Olive oil has been shown to reduce systolic and diastolic blood pressure3,4. Another study shows that the use of extra virgin olive oil helps reduce daily dosage of antihypertensive medications, which may be mediated by polyphenol in the oil5.

The drawbacks 

  • Extra virgin or virgin olive oil may be fake

Did you know that more than two-thirds of typical brands of these oils found in supermarket shelves aren’t what they claimed to be. A bad olive harvest in Europe tend to lead to further manipulation of olive oil which is in the form of adulteration with non-olive oils, such as corn, sunflower, soybean, peanut and canola oils and/or use of damaged or over-ripe olives. This results in compromised quality that does not meet the classification standards of extra virgin or virgin olive oils. When this happens, not only the true health benefits are being robbed, but it also poses safety hazard, particularly to those with allergy to some of the counterfeit oils (such as peanut oil) used in place of olive oil. To make matters worse, many adulterated olive oils are sold under quality brand names and yet, you cannot differentiate a genuine one from a fake based on the taste, smell or appearance.

 

How to find real olive oil?

  • Be skeptical with labels. Don’t simply trust “extra virgin” or “virgin” labels on the bottles. Some low-grade counterfeit oils illegally carry those labels. Besides, stay away from anything labeled with buzzwords such as “premium”, “natural”, “pure”, “made in Italy” or “light”.

 

  • Look for a quality seal, such as

     

 

 

 

 

 

  • Check the country of origin. Australia and Chile received the highest marks from the US International Trade Commission’s report on average quality of extra virgin olive oil.
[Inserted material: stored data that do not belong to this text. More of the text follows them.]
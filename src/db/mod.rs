//! Database module
//!
//! This module provides database management functionality including:
//! - Database connection pool management
//! - Repository implementations for members, tokens, and messages
//! - Database migrations

pub mod manager;
pub mod migrations;
pub mod models;
pub mod repository;

pub use manager::DatabaseManager;
pub use models::{ChatMessage, Member, MemberToken};
pub use repository::{MemberRepository, MessageRepository, TokenRepository};
//! Member Chat Backend
//!
//! A small web backend providing member registration/login with token
//! authentication and a shared chat-message feed.

use member_chat::{api, core, db};

use anyhow::Result;
use tracing::info;

#[tokio::main]
async fn main() -> Result<()> {
    // Load configuration (handles CLI args, env vars, and config file)
    let config = match core::config::Config::load() {
        Ok(cfg) => cfg,
        Err(e) => {
            // Print to stderr since logging isn't initialized yet
            eprintln!("Failed to load configuration: {}", e);
            return Err(e.into());
        }
    };

    // Initialize logging system based on configuration
    let _logger = match core::Logger::init(&config.logging) {
        Ok(logger) => logger,
        Err(e) => {
            eprintln!("Failed to initialize logging: {}", e);
            return Err(e);
        }
    };

    info!("Starting Member Chat Backend v{}", env!("CARGO_PKG_VERSION"));
    info!(
        host = %config.server.host,
        port = config.server.port,
        "Server configuration"
    );
    info!(
        path = ?config.database.path,
        "Database configuration"
    );

    // Initialize database (runs migrations)
    info!("Initializing database...");
    let db = std::sync::Arc::new(db::DatabaseManager::new(
        &config.database.path,
        config.database.connection_pool_size as u32,
        std::time::Duration::from_millis(config.database.busy_timeout),
    )?);
    info!("Database initialized successfully");

    // Initialize API server
    let server_url = format!("http://{}:{}", config.server.host, config.server.port);
    let server = api::ApiServer::new(config, db)?;

    info!(url = %server_url, "Server ready - starting to serve requests");

    // Start serving (this will block until shutdown signal)
    server.serve().await?;

    Ok(())
}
Californian olive oil is also far less adulterated, especially if it carries the COOC Certified Extra Virgin stamp of approval mentioned above.

 

  • Choose olive oil in dark-tinted glass bottle. Olive oil degrades under light and heat. Avoid those sold in a clear bottles, especially a plastic one. At home, store the oil in a cabinet away from the stove. Olive oil starts to go rancid as soon as you open it. Best to go for smaller bottles that you can use up more quickly.

 

  • Find a reputable company and buy small bottles to try.
 
  • Extra virgin olive oil is not suitable for high-heat cooking

Though extra virgin olive oil is quite stable to heat in terms of its fat composition, it is fairly unstable to heat if its polyphenol composition is being considered. When it is heated over a flame at a temperature of 188oC for 5 minutes, 69% of polyphenol is degraded, causing the loss of these phytonutrients from the oils. To minimize the nutrient loss, the best way is to avoid the use of extra virgin olive oil in daily cooking. 

Furthermore, extra virgin olive oil has low smoke point (160oC). With research-based reasons, many people may choose to go ahead with it for cooking. Nevertheless, the moment the oil starts to smoke continuously when heated beyond its smoke point, the fat molecules start to break down at a much faster rate, leading to additional harmful by-products that can cause unwanted health risks. As a general cooking practice, it is recommended to stay below smoke point if the oils are used for cooking.

 

  • Poor source of omega-3 fatty acid

Despite the fact that olive oil is rich in omega-9, non-essential fatty acids that can be produced by the body, it is a very poor source of omega-3, which is essential fatty acids that the body cannot make it. Modern diets are generally low in omega-3s. To get sufficient omega-3s, you have to drink almost half a bottle (207ml) of olive oil. This amount of oil is equivalent to 1,800 calories, which can easily lead to weight gain and obesity. To harness the health benefits of omega-3s, you may opt for other oils, such as flaxseed oil and camelina oil that are high in omega-3s. 

References:

1. Br J Nutr.2014 Jul 28;112(2):248-59.

2. Pharmacol Res. 2007 Mar;55(3):175-86.

3. Am J Clin Nutr.2004 Oct;80(4):1012-8.

4. Clin Nutr.2004 Oct;23(5):1113-21.

5. Arch Intern Med.2000 Mar 27;160(6):837-42.

6. Diabetes Care.2011 Jan;34(1):14-9.

7. J Neurol Neurosurg Psychiatry.2013 Dec;84(12):1318-25.

8. Nutrition.2005 Feb;21(2):131-6.

9. Helicobacter.2012 Aug;17(4):305-11.